Tapeless acquisition: The final frontier?

When it comes to the future of digital acquisition, about the only thing Panasonic and Sony agree on is that it will not include recording on videotape. The two companies have introduced their own respective IT-friendly formats. With these two different, incompatible digital storage systems, they hope to attract ENG customers who currently shoot mainly on digital tape.

A tale of two systems


Panasonic’s PMCIA-style P2 card contains four 1GB SD memory cards. It can hold 18 minutes of DVCPRO 25 video and nine minutes at DVCPRO 50 quality.

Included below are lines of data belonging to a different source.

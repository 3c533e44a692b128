//! Command line entry point: parses the device endpoint, builds the
//! matching reader once, then streams readings to stdout as CSV.

use std::time::Duration;

use clap::Parser;
use shelly_power_reader::{DeviceEndpoint, Generation, Poller, ShellyReader};
use tokio::sync::mpsc;
use tracing::info;

#[derive(Parser)]
#[command(name = "shelly-power-reader")]
#[command(about = "Read power values from Shelly devices")]
#[command(version = env!("CARGO_PKG_VERSION"))]
struct Cli {
    /// IP address of the shelly device
    #[arg(long, short)]
    ip: String,

    /// Password of the shelly device
    #[arg(long, short)]
    password: Option<String>,

    /// The generation of the shelly device, one of: [1, 2+].
    /// Gen1 uses the Http API, Gen2+ uses RPC.
    #[arg(long, short, default_value = "2+")]
    generation: Generation,

    /// Polling interval in seconds
    #[arg(long, default_value_t = 1, value_parser = clap::value_parser!(u64).range(1..))]
    interval: u64,
}

#[tokio::main]
async fn main() -> anyhow::Result<()> {
    tracing_subscriber::fmt::init();
    let cli = Cli::parse();

    let endpoint = DeviceEndpoint {
        host: cli.ip.clone(),
        password: cli.password,
        generation: cli.generation,
    };
    info!(host = %endpoint.host, generation = %endpoint.generation, "starting shelly power reader");

    // The reader is fully constructed before the poller starts, so no
    // "am I initialized yet" state is needed anywhere.
    let reader = ShellyReader::for_endpoint(&endpoint);
    let (reading_tx, mut reading_rx) = mpsc::channel(32);
    Poller::new(reader, reading_tx, Duration::from_secs(cli.interval)).spawn();

    println!("ip,timestamp,power,energy");
    while let Some(reading) = reading_rx.recv().await {
        println!(
            "{},{},{},{}",
            cli.ip, reading.timestamp, reading.power, reading.total
        );
    }

    Ok(())
}

#[cfg(test)]
mod tests {
    use super::*;

    #[test]
    fn test_zero_interval_is_rejected_at_parse_time() {
        let result = Cli::try_parse_from([
            "shelly-power-reader",
            "--ip",
            "192.168.1.40",
            "--interval",
            "0",
        ]);
        assert!(result.is_err());
    }

    #[test]
    fn test_generation_and_interval_defaults() {
        let cli = Cli::try_parse_from(["shelly-power-reader", "--ip", "192.168.1.40"]).unwrap();
        assert_eq!(cli.generation, Generation::Gen2Plus);
        assert_eq!(cli.interval, 1);

        let cli =
            Cli::try_parse_from(["shelly-power-reader", "-i", "192.168.1.40", "-g", "1"]).unwrap();
        assert_eq!(cli.generation, Generation::Gen1);
    }
}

Panasonic's Professional Plug-in (P2) series equipment is an extension of its DVCPRO family of products, stores images on a solid-state SD memory system, while the Sony XDCAM uses professional-grade optical discs. Panasonic's equipment should be ready to ship in the first quarter of 2004, while Sony has already delivered its IT-based gear to a few broadcasters in the United States and overseas for testing.

Each company has provided details on how its system improves production workflow by enabling users to move images from the camera and into an edit system faster than ever. Both have introduced complementary products, such as laptop edit systems and studio and field readers/recorder decks. Each system offers format-neutral recording of everything from standard-definition digital video (DVCPRO and DVCAM at 25Mb/s) to 50Mb/s and, eventually, 100Mb/s high-definition recording. Sony's equipment also will record in its proprietary IMX format.

Yet, that's where the similarity ends. Whether one technology is more useful than the other depends upon a number of factors, such as equipment availability (Sony's will be available first), maintenance (Panasonic's SD memory gear offers the advantage of no moving parts) and, most of all, reliability.

The new format war

As with many previous ENG platform introductions, the advent of these new platforms has started another “format war,” with each side claiming the support necessary to make its vision a success. Each company has its supporters, and each has announced broadcast customers and support from third-party NLE manufacturers.

CBS and FOX officially support Panasonic's solid-state acquisition; CNN and NBC will test Sony's XDCAM. At the recent IBC technology conference in Amsterdam, Sony demonstrated its Professional Optical Media drive working with a Quantel nonlinear edit system, while Avid Technology expressed its support for Panasonic's SD memory.


The Panasonic P2 cam comes with five P2 card slots, giving a total potential record capacity of 90 minutes with 4GB P2 cards.

Thomson also has said it would support the SD memory-card technology — initially in its news-editing products and, in the near future, in its professional cameras. In the past, Thomson has worked with both Panasonic and Sony in its support of their respective digital videotape formats. This latest decision to adopt solid-state memory in its professional recording equipment — announced officially at the same IBC show — should not be taken lightly. Many in the broadcast business see Thomson's support as vital to the successful adoption of solid-state SD memory.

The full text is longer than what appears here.